The raw data for the project is supposed to be stores in /data/raw. However since I do not have enough space on my hard drive, I keep those files on an external drive. For easy access I created a symbolic link between the two folders like so
mklink /J data\raw g:\Archive
(see this link for more information on symbolic links)
The structure of this project was inspired by this blog post and was set up using PyScaffold 3.2.3. It consists of the following files and folders:
├── AUTHORS.rst <- List of developers and maintainers.
├── CHANGELOG.rst <- Changelog to keep track of new features and fixes.
├── config.ini <-
├── LICENSE.txt <- License as chosen on the command-line.

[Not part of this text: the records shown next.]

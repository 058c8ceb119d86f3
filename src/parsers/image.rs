use once_cell::sync::Lazy;
use regex::Regex;

use crate::models::PLACEHOLDER_IMAGE;

static FILE_ID_REGEX: Lazy<Regex> =
    Lazy::new(|| Regex::new(r"[A-Za-z0-9_-]{25,}").expect("Invalid file id regex"));

/// Width requested from the thumbnail and CDN endpoints.
const LARGE_WIDTH: u32 = 2000;

#[derive(Debug, Clone, PartialEq, Eq, Default)]
pub struct ResolvedImage {
    /// URL to display first.
    pub source: String,
    /// Alternate URLs for the same file, tried in order. Empty for direct URLs.
    pub candidates: Vec<String>,
}

/// First run of 25+ id characters, treated as a cloud-drive file identifier.
pub fn extract_file_id(raw: &str) -> Option<&str> {
    FILE_ID_REGEX.find(raw).map(|m| m.as_str())
}

pub fn drive_candidates(file_id: &str) -> Vec<String> {
    vec![
        format!("https://drive.google.com/uc?export=view&id={}", file_id),
        format!(
            "https://drive.google.com/thumbnail?id={}&sz=w{}",
            file_id, LARGE_WIDTH
        ),
        format!(
            "https://lh3.googleusercontent.com/d/{}=w{}",
            file_id, LARGE_WIDTH
        ),
    ]
}

/// Turn a raw image cell into a display URL plus fallbacks.
///
/// Share links are rewritten to the direct-view endpoint; anything without a
/// recognisable file id is returned as-is with no candidates.
pub fn resolve_image(raw: &str) -> ResolvedImage {
    let raw = raw.trim();
    match extract_file_id(raw) {
        Some(file_id) => {
            let candidates = drive_candidates(file_id);
            ResolvedImage {
                source: candidates[0].clone(),
                candidates,
            }
        }
        None => ResolvedImage {
            source: raw.to_string(),
            candidates: Vec::new(),
        },
    }
}

/// Load-failure state for one displayed image.
#[derive(Debug, Clone, PartialEq, Eq)]
pub struct ImageFallback {
    candidates: Vec<String>,
    /// Index of the candidate currently shown.
    position: usize,
    settled: bool,
}

impl ImageFallback {
    pub fn new(candidates: &[String]) -> Self {
        Self {
            candidates: candidates.to_vec(),
            position: 0,
            settled: false,
        }
    }

    /// Next URL to try after the current one failed to load.
    ///
    /// Walks the remaining candidates, then yields the placeholder once, then
    /// `None` for every later call.
    pub fn on_error(&mut self) -> Option<String> {
        if self.settled {
            return None;
        }

        let next = self.position + 1;
        if next < self.candidates.len() {
            self.position = next;
            return Some(self.candidates[next].clone());
        }

        self.settled = true;
        Some(PLACEHOLDER_IMAGE.to_string())
    }

    pub fn is_settled(&self) -> bool {
        self.settled
    }
}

├── README.md <- The top-level README for developers.
├── data
│ ├── catalogues <- Final catalogues of objects
│ ├── external <- Data from third party sources.

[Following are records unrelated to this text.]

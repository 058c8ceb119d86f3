//! Small typed view tree. Components describe nodes, `html` turns them into markup.

pub mod html;

pub use html::{render, render_document};

#[derive(Debug, Clone, PartialEq)]
pub enum Node {
    Element(Element),
    Text(String),
}

#[derive(Debug, Clone, PartialEq)]
pub struct Element {
    pub tag: &'static str,
    pub attrs: Vec<(String, String)>,
    pub children: Vec<Node>,
}

impl Node {
    pub fn text(text: impl Into<String>) -> Self {
        Node::Text(text.into())
    }

    pub fn as_element(&self) -> Option<&Element> {
        match self {
            Node::Element(el) => Some(el),
            Node::Text(_) => None,
        }
    }

    /// Concatenated text of this node and its descendants.
    pub fn text_content(&self) -> String {
        let mut out = String::new();
        self.collect_text(&mut out);
        out
    }

    fn collect_text(&self, out: &mut String) {
        match self {
            Node::Text(text) => out.push_str(text),
            Node::Element(el) => el.children.iter().for_each(|c| c.collect_text(out)),
        }
    }

    /// Visit every element depth-first, parents before children.
    pub fn walk_mut(&mut self, f: &mut dyn FnMut(&mut Element)) {
        if let Node::Element(el) = self {
            f(el);
            for child in &mut el.children {
                child.walk_mut(f);
            }
        }
    }

    pub fn find_by_id(&self, id: &str) -> Option<&Element> {
        let el = self.as_element()?;
        if el.get_attr("id") == Some(id) {
            return Some(el);
        }
        el.children.iter().find_map(|c| c.find_by_id(id))
    }
}

impl From<Element> for Node {
    fn from(el: Element) -> Self {
        Node::Element(el)
    }
}

impl Element {
    pub fn new(tag: &'static str) -> Self {
        Self {
            tag,
            attrs: Vec::new(),
            children: Vec::new(),
        }
    }

    /// Set an attribute, replacing an existing value.
    pub fn attr(mut self, name: &str, value: impl Into<String>) -> Self {
        self.set_attr(name, value);
        self
    }

    pub fn id(self, id: &str) -> Self {
        self.attr("id", id)
    }

    pub fn class(mut self, class: &str) -> Self {
        for name in class.split_whitespace() {
            self.add_class(name);
        }
        self
    }

    pub fn child(mut self, child: impl Into<Node>) -> Self {
        self.children.push(child.into());
        self
    }

    pub fn children<I>(mut self, children: I) -> Self
    where
        I: IntoIterator,
        I::Item: Into<Node>,
    {
        self.children.extend(children.into_iter().map(Into::into));
        self
    }

    pub fn text(self, text: impl Into<String>) -> Self {
        self.child(Node::Text(text.into()))
    }

    pub fn get_attr(&self, name: &str) -> Option<&str> {
        self.attrs
            .iter()
            .find(|(k, _)| k == name)
            .map(|(_, v)| v.as_str())
    }

    pub fn set_attr(&mut self, name: &str, value: impl Into<String>) {
        let value = value.into();
        match self.attrs.iter_mut().find(|(k, _)| k == name) {
            Some(slot) => slot.1 = value,
            None => self.attrs.push((name.to_string(), value)),
        }
    }

    pub fn remove_attr(&mut self, name: &str) {
        self.attrs.retain(|(k, _)| k != name);
    }

    pub fn has_class(&self, name: &str) -> bool {
        self.get_attr("class")
            .map(|c| c.split_whitespace().any(|n| n == name))
            .unwrap_or(false)
    }

    pub fn add_class(&mut self, name: &str) {
        if self.has_class(name) {
            return;
        }
        let classes = match self.get_attr("class") {
            Some(existing) if !existing.is_empty() => format!("{} {}", existing, name),
            _ => name.to_string(),
        };
        self.set_attr("class", classes);
    }

    pub fn remove_class(&mut self, name: &str) {
        let Some(existing) = self.get_attr("class") else {
            return;
        };
        let remaining = existing
            .split_whitespace()
            .filter(|n| *n != name)
            .collect::<Vec<_>>()
            .join(" ");
        if remaining.is_empty() {
            self.remove_attr("class");
        } else {
            self.set_attr("class", remaining);
        }
    }

    pub fn toggle_class(&mut self, name: &str, on: bool) {
        if on {
            self.add_class(name);
        } else {
            self.remove_class(name);
        }
    }
}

│ ├── interim <- Intermediate data that has been transformed.
│ └── literature distances<- Compilation of literature distances from NED
├── docs <- Directory for Sphinx documentation in rst or md.

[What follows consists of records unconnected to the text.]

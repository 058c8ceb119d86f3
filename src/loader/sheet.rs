use async_trait::async_trait;
use percent_encoding::{utf8_percent_encode, NON_ALPHANUMERIC};
use reqwest::Client;
use serde_json::Value;
use std::sync::Arc;
use tracing::{info, warn};

use super::{assemble, ContentTier, TierContent};
use crate::config::Config;
use crate::error::{LoadError, LoadResult};
use crate::models::{
    rows_from_values, ContactChannels, ContentBundle, RawCar, RawDelivery, SheetCarRow,
    SheetDeliveryRow, Tier,
};
use crate::utils::http::fetch_rows;

/// Remote spreadsheet tier. The catalog table is mandatory; the other two degrade to empty.
pub struct SheetTier {
    config: Arc<Config>,
}

impl SheetTier {
    pub fn new(config: Arc<Config>) -> Self {
        Self { config }
    }

    pub fn table_url(&self, table: &str) -> String {
        format!(
            "{}/{}/{}",
            self.config.sheet.base_url.trim_end_matches('/'),
            utf8_percent_encode(self.config.sheet.id.trim(), NON_ALPHANUMERIC),
            utf8_percent_encode(table, NON_ALPHANUMERIC)
        )
    }
}

#[async_trait]
impl ContentTier for SheetTier {
    fn tier(&self) -> Tier {
        Tier::RemoteSheet
    }

    async fn load(&self, client: &Client) -> LoadResult<ContentBundle> {
        let sheet = &self.config.sheet;
        if sheet.id.trim().is_empty() {
            return Err(LoadError::NotConfigured("sheet id"));
        }

        let retries = self.config.http.max_retries;
        let catalog_url = self.table_url(&sheet.catalog_table);
        let delivery_url = self.table_url(&sheet.delivery_table);
        let fees_url = self.table_url(&sheet.fees_table);
        info!("Fetching sheet tables from {}", sheet.base_url);

        let (cars, deliveries, fees) = futures::join!(
            fetch_rows(client, &catalog_url, retries),
            fetch_rows(client, &delivery_url, retries),
            fetch_rows(client, &fees_url, retries),
        );

        let cars = cars?;
        let deliveries = optional_table(&sheet.delivery_table, deliveries);
        let fees = optional_table(&sheet.fees_table, fees);

        let contact = &self.config.contact;
        Ok(assemble(TierContent {
            tier: Tier::RemoteSheet,
            contact: ContactChannels {
                whatsapp: non_empty(&contact.whatsapp),
                tiktok: non_empty(&contact.tiktok),
            },
            brands: Vec::new(),
            categories: Vec::new(),
            cars: rows_from_values::<SheetCarRow>(cars)
                .into_iter()
                .map(RawCar::Sheet)
                .collect(),
            deliveries: rows_from_values::<SheetDeliveryRow>(deliveries)
                .into_iter()
                .map(RawDelivery::Sheet)
                .collect(),
            fees,
        }))
    }
}

fn optional_table(name: &str, result: LoadResult<Vec<Value>>) -> Vec<Value> {
    result.unwrap_or_else(|e| {
        warn!("Sheet table {} unavailable, continuing without it: {}", name, e);
        Vec::new()
    })
}

fn non_empty(value: &str) -> Option<String> {
    let value = value.trim();
    if value.is_empty() {
        None
    } else {
        Some(value.to_string())
    }
}

#[cfg(test)]
mod tests {
    use super::*;

    #[test]
    fn test_table_url() {
        let mut config = Config::default();
        config.sheet.base_url = "https://opensheet.elk.sh/".into();
        config.sheet.id = "1AbC".into();
        let tier = SheetTier::new(Arc::new(config));
        assert_eq!(tier.table_url("Cars"), "https://opensheet.elk.sh/1AbC/Cars");
        assert_eq!(tier.table_url("Fee List"), "https://opensheet.elk.sh/1AbC/Fee%20List");
    }

    #[tokio::test]
    async fn test_unconfigured_sheet_fails_fast() {
        let tier = SheetTier::new(Arc::new(Config::default()));
        let result = tier.load(&Client::new()).await;
        assert!(matches!(result, Err(LoadError::NotConfigured(_))));
    }
}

├── environment.yaml <- The conda environment file for reproducibility.
├── notebooks <- Jupyter notebooks.
├── references <- Data dictionaries, manuals, and all other materials.
├── reports <- Generated analysis as HTML, PDF, LaTeX, etc.
│ ├── catalogues <-
│ └── figures <- Generated plots and figures for reports.
├── scripts <- Python script that are used for final run
├── setup.cfg <- Declarative configuration of your project.
├── setup.py <- Install for development or create a distribution.
├── src
│ └── pnlf <- Python package where the main functionality goes.
└── tests <- Unit tests which can be run with `py.test`.
This is an example on how to use this package.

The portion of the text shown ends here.